Increased ethanol production is good news for corn farmers, but that may not be the case for hog farmers, says Gary Allee, University of Missouri animal scientist.
Government incentives and high gasoline prices are causing ethanol producers to distill more corn, which is also a main ingredient in hog diets, he says.
“We have developed a pig and poultry industry in this country based on feeding corn and soybean meal. In my opinion, that is about to change because of our current energy policy,” says Alley.
Because ethanol producers may bid up the price of a bushel of corn, “this turns (livestock feeders) world upside down.”
Alley is studying ways to use an ethanol by-product, distiller’s dried grains with solubles (DDGS) in swine diets. DDGS is a fiber, protein and fat product left after the starch in corn is fermented into ethanol.

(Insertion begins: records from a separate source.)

//! Shared UI components for task display

use bevy_egui::egui;
use bookshelf_core::{Category, Rgb, Task};

fn accent(rgb: Rgb) -> egui::Color32 {
    egui::Color32::from_rgb(rgb.r, rgb.g, rgb.b)
}

/// Render the details of a selected task
pub fn render_task_details(ui: &mut egui::Ui, category: &Category, task: &Task) {
    ui.heading(egui::RichText::new(&task.name).size(18.0));
    ui.horizontal(|ui| {
        ui.label(egui::RichText::new("■").color(accent(category.accent_color)));
        ui.label(&category.name);
    });

    ui.separator();

    ui.label(format!("Timeframe: {}", task.timeframe.label()));
    match task.due_date {
        Some(due) => ui.label(format!("Due: {}", due.format("%Y-%m-%d"))),
        None => ui.label(egui::RichText::new("No due date").color(egui::Color32::GRAY)),
    };

    if let Some(description) = task.description.as_deref().filter(|d| !d.is_empty()) {
        ui.separator();
        ui.label(egui::RichText::new(description).small());
    }
}

/// Render one line per category with its open task count
pub fn render_category_summary(ui: &mut egui::Ui, categories: &[Category], count: impl Fn(&str) -> usize) {
    if categories.is_empty() {
        ui.label(egui::RichText::new("No categories").color(egui::Color32::GRAY));
        return;
    }

    ui.collapsing("Shelves", |ui| {
        for category in categories {
            ui.horizontal(|ui| {
                ui.label(egui::RichText::new("■").color(accent(category.accent_color)));
                ui.label(&category.name);
                ui.label(
                    egui::RichText::new(count(&category.name).to_string())
                        .small()
                        .color(egui::Color32::GRAY),
                );
            });
        }
    });
}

DDGS supplies are projected to exceed 7.7 million tons this year. The beef and dairy industries use about 80%, but the product is very limiting in its availability to the swine industry because DDGS is high in fiber content and deficient in amino acids.
In his research, Alley fed pigs weighing 25 to 55 lb. a corn-soy diet and DDGS from 5 to 40%. “We found that we could feed up to 20% of the DDGS and not have a detrimental effect on performance,” he says.
For pigs weighing 55-280 lb., only 10% DDGS could be added to the diet.
Unlike ruminants, pigs don’t readily consume distiller’s grain. Expect reduced feed intake during the first two or three weeks that DDGS is fed to pigs, he adds.